As described in PPE 2.3.3, contingent consideration generally represents an obligation of the acquirer to transfer additional consideration to the seller if future events occur or conditions are met. It is often used to enable the buyer and seller to agree on the terms of an exchange when there are differing views on the value of the assets. Some acquisitions involve the purchase of in process research and development (IPR&D). Sometimes, the seller in an IPR&D exchange transaction continues to provide R&D services for a specified period following the transaction. In this scenario, the acquirer in the asset acquisition should determine which elements relate to the exchange transaction and which should be accounted for as a service transaction separate from the asset acquisition. See PPE 2.3.6 for additional information on transactions that are accounted for separately from an asset acquisition.

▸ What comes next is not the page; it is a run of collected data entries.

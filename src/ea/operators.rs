//! Selection, crossover and mutation operators.
//!
//! Operators only touch genotypes. They are called from the driver's
//! single-threaded section, so they take the run's generator directly.

use rand::Rng;
use rand::seq::index::sample;
use serde::{Deserialize, Serialize};

use crate::ea::solution::{Chromosome, Solution, by_fitness};

/// Parent selection scheme.
#[derive(Debug, Clone, Copy, PartialEq, Eq, Default, Serialize, Deserialize)]
#[serde(rename_all = "snake_case")]
pub enum SelectionType {
    #[default]
    BinaryTournament,
}

/// Recombination scheme.
#[derive(Debug, Clone, Copy, PartialEq, Eq, Default, Serialize, Deserialize)]
#[serde(rename_all = "snake_case")]
pub enum CrossoverType {
    #[default]
    NPoint,
    Uniform,
}

/// Picks one parent from a non-empty population.
pub fn select<'a, A, R: Rng + ?Sized>(
    kind: SelectionType,
    population: &'a [Solution<A>],
    rng: &mut R,
) -> &'a Solution<A> {
    match kind {
        SelectionType::BinaryTournament => {
            let a = &population[rng.random_range(0..population.len())];
            let b = &population[rng.random_range(0..population.len())];
            if by_fitness(a, b).is_le() { a } else { b }
        }
    }
}

/// Recombines two parents into two children.
///
/// `points` is clamped to the number of interior cut positions.
pub fn crossover<R: Rng + ?Sized>(
    kind: CrossoverType,
    points: usize,
    a: &Chromosome,
    b: &Chromosome,
    rng: &mut R,
) -> (Chromosome, Chromosome) {
    match (a, b) {
        (Chromosome::Binary(a), Chromosome::Binary(b)) => {
            let (x, y) = recombine(kind, points, a, b, rng);
            (Chromosome::Binary(x), Chromosome::Binary(y))
        }
        (Chromosome::Real(a), Chromosome::Real(b)) => {
            let (x, y) = recombine(kind, points, a, b, rng);
            (Chromosome::Real(x), Chromosome::Real(y))
        }
        _ => (a.clone(), b.clone()),
    }
}

fn recombine<T: Clone, R: Rng + ?Sized>(
    kind: CrossoverType,
    points: usize,
    a: &[T],
    b: &[T],
    rng: &mut R,
) -> (Vec<T>, Vec<T>) {
    let mut x = a.to_vec();
    let mut y = b.to_vec();
    let len = x.len().min(y.len());
    match kind {
        CrossoverType::NPoint => {
            let cuts = points.min(len.saturating_sub(1));
            let mut positions: Vec<usize> = sample(rng, len.saturating_sub(1), cuts)
                .into_iter()
                .map(|p| p + 1)
                .collect();
            positions.sort_unstable();
            positions.push(len);
            let mut swap = false;
            let mut from = 0;
            for to in positions {
                if swap {
                    for i in from..to {
                        std::mem::swap(&mut x[i], &mut y[i]);
                    }
                }
                swap = !swap;
                from = to;
            }
        }
        CrossoverType::Uniform => {
            for i in 0..len {
                if rng.random_bool(0.5) {
                    std::mem::swap(&mut x[i], &mut y[i]);
                }
            }
        }
    }
    (x, y)
}

/// Mutates each gene independently with `probability`.
///
/// Bits flip. Real genes are redrawn uniformly within their bounds.
/// Returns the number of mutated genes.
pub fn mutate<R: Rng + ?Sized>(
    chromosome: &mut Chromosome,
    probability: f64,
    bounds: &[(f64, f64)],
    rng: &mut R,
) -> usize {
    let probability = probability.clamp(0.0, 1.0);
    let mut mutated = 0;
    match chromosome {
        Chromosome::Binary(bits) => {
            for bit in bits.iter_mut() {
                if rng.random_bool(probability) {
                    *bit = !*bit;
                    mutated += 1;
                }
            }
        }
        Chromosome::Real(genes) => {
            for (gene, &(lo, hi)) in genes.iter_mut().zip(bounds) {
                if rng.random_bool(probability) {
                    *gene = if lo < hi { rng.random_range(lo..=hi) } else { lo };
                    mutated += 1;
                }
            }
        }
    }
    mutated
}

/// Effective per-gene mutation probability.
///
/// An explicit probability wins; otherwise `auto_factor / genes`.
pub fn mutation_rate(explicit: Option<f64>, auto_factor: f64, genes: usize) -> f64 {
    match explicit {
        Some(p) => p.clamp(0.0, 1.0),
        None if genes == 0 => 0.0,
        None => (auto_factor / genes as f64).clamp(0.0, 1.0),
    }
}
//! Lossy compression of load-profile step series.

use serde::{Deserialize, Serialize};

/// How a [`LoadProfile`](super::LoadProfile) is thinned before it leaves the
/// co-simulation.
#[derive(Debug, Clone, Copy, PartialEq, Eq, Default, Serialize, Deserialize)]
#[serde(rename_all = "snake_case")]
pub enum CompressionType {
    /// Keep every entry.
    #[default]
    Raw,
    /// Drop entries within `value` watts of the last kept entry.
    Discontinuities,
    /// Keep only the first entry of every `value`-second slot.
    Timeslot,
}

/// Compression policy: a [`CompressionType`] plus its numeric parameter.
///
/// `DISCONTINUITIES` is lossy by at most `value` watts at any tick.
/// `TIMESLOT` is lossy without a value bound; it bounds the entry count to
/// one per slot. Both keep the first and the last entry of every series
/// exactly.
#[derive(Debug, Clone, Copy, PartialEq, Eq, Serialize, Deserialize)]
#[serde(deny_unknown_fields)]
pub struct LoadProfileCompression {
    /// Compression algorithm.
    #[serde(rename = "type")]
    pub kind: CompressionType,
    /// Epsilon in watts (`Discontinuities`) or slot width in seconds (`Timeslot`).
    #[serde(default)]
    pub value: i64,
}

impl Default for LoadProfileCompression {
    fn default() -> Self {
        Self::raw()
    }
}

impl LoadProfileCompression {
    pub fn raw() -> Self {
        Self {
            kind: CompressionType::Raw,
            value: 0,
        }
    }

    pub fn discontinuities(epsilon_w: i64) -> Self {
        Self {
            kind: CompressionType::Discontinuities,
            value: epsilon_w,
        }
    }

    pub fn timeslot(width_secs: i64) -> Self {
        Self {
            kind: CompressionType::Timeslot,
            value: width_secs,
        }
    }

    /// Returns a compressed copy of one commodity's series.
    pub(crate) fn compress_series(&self, series: &[(i64, i32)]) -> Vec<(i64, i32)> {
        match self.kind {
            CompressionType::Raw => series.to_vec(),
            CompressionType::Discontinuities => by_discontinuities(series, self.value.max(0)),
            CompressionType::Timeslot if self.value > 0 => by_timeslot(series, self.value),
            CompressionType::Timeslot => series.to_vec(),
        }
    }
}

fn by_discontinuities(series: &[(i64, i32)], epsilon: i64) -> Vec<(i64, i32)> {
    let Some((&first, rest)) = series.split_first() else {
        return Vec::new();
    };
    let mut out = vec![first];
    let mut kept = i64::from(first.1);
    for (i, &(tick, value)) in rest.iter().enumerate() {
        let is_last = i + 1 == rest.len();
        if is_last || (i64::from(value) - kept).abs() > epsilon {
            out.push((tick, value));
            kept = i64::from(value);
        }
    }
    out
}

fn by_timeslot(series: &[(i64, i32)], width: i64) -> Vec<(i64, i32)> {
    let Some((&first, rest)) = series.split_first() else {
        return Vec::new();
    };
    let mut out = vec![first];
    let mut slot = first.0.div_euclid(width);
    for (i, &(tick, value)) in rest.iter().enumerate() {
        let is_last = i + 1 == rest.len();
        let this_slot = tick.div_euclid(width);
        if is_last || this_slot != slot {
            out.push((tick, value));
            slot = this_slot;
        }
    }
    out
}

#[cfg(test)]
mod tests {
    use super::*;

    #[test]
    fn raw_keeps_everything() {
        let s = vec![(0, 1), (1, 1), (2, 3)];
        assert_eq!(LoadProfileCompression::raw().compress_series(&s), s);
    }

    #[test]
    fn discontinuities_drops_small_changes() {
        let s = vec![(0, 100), (10, 105), (20, 200), (30, 198), (40, 0)];
        let c = LoadProfileCompression::discontinuities(10).compress_series(&s);
        assert_eq!(c, vec![(0, 100), (20, 200), (40, 0)]);
    }

    #[test]
    fn discontinuities_keeps_last_entry() {
        let s = vec![(0, 100), (10, 101), (20, 102)];
        let c = LoadProfileCompression::discontinuities(10).compress_series(&s);
        assert_eq!(c, vec![(0, 100), (20, 102)]);
    }

    #[test]
    fn timeslot_keeps_first_entry_per_slot() {
        let s = vec![(0, 1), (30, 2), (60, 3), (90, 4), (150, 5), (170, 6)];
        let c = LoadProfileCompression::timeslot(60).compress_series(&s);
        assert_eq!(c, vec![(0, 1), (60, 3), (150, 5), (170, 6)]);
    }

    #[test]
    fn empty_series_stays_empty() {
        for c in [
            LoadProfileCompression::raw(),
            LoadProfileCompression::discontinuities(5),
            LoadProfileCompression::timeslot(60),
        ] {
            assert!(c.compress_series(&[]).is_empty());
        }
    }

    #[test]
    fn deserializes_from_toml() {
        let c: LoadProfileCompression = toml::from_str("type = \"timeslot\"\nvalue = 300").unwrap();
        assert_eq!(c, LoadProfileCompression::timeslot(300));
    }
}
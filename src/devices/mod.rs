//! Device models and the problem parts that wrap them.

/// Shiftable appliance program.
pub mod appliance;
/// Uncontrolled household consumption.
pub mod baseload;
/// Home battery storage.
pub mod battery;
/// Micro combined heat and power unit.
pub mod chp;
pub mod gas_boiler;
pub mod hot_water_tank;
pub mod model;
pub mod part;
/// Rooftop photovoltaic generation.
pub mod pv;
pub mod smart_heater;
pub mod thermal_demand;
pub mod types;

// Re-export the main types for convenience
pub use model::DeviceModel;
pub use part::{CalculationSettings, ProblemPart};
pub use types::{Capabilities, DeviceId, InterdependentModel, RunContext, TickContext};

IPR&D acquisitions typically include an upfront payment and future contingent milestone payments based on the future success of the output of the IPR&D. As required by ASC 730, the portion of the purchase price allocated to IPR&D should be expensed immediately if it has no alternative future use. The acquirer would recognize the contingent milestone payments when probable and reasonably estimable, assuming the contingent consideration is not a derivative. Depending on the status of the IPR&D at the time of the contingent milestone payment, the acquirer may determine it appropriate to capitalize the payment as an intangible asset if the IPR&D meets the definition of an asset.
Example PPE 2-6 illustrates the accounting for contingent consideration related to IPR&D in an asset acquisition.
EXAMPLE PPE 2-6
Contingent consideration related to IPR&D in an asset acquisition
Company A, a pharmaceutical company, acquires IPR&D assets (that do not meet the definition of a business) related to an early stage drug candidate for $10 million. The IPR&D assets are acquired for a specific treatment and do not have an alternative future use. Company A agrees to pay a $2 million milestone payment to the seller if the drug candidate completes phase 2 trials within one year from the date of acquisition. Company A also agrees to pay a $5 million milestone payment to the seller if the drug receives FDA approval within three years from the date of acquisition. Nine months after the transfer of the assets to Company A, the drug candidate is successful in its phase 2 trials. Two years after the transfer of assets to Company A, the FDA approves the drug for commercial sales. For illustrative purposes, assume the contingent payments do not meet the definition of a derivative.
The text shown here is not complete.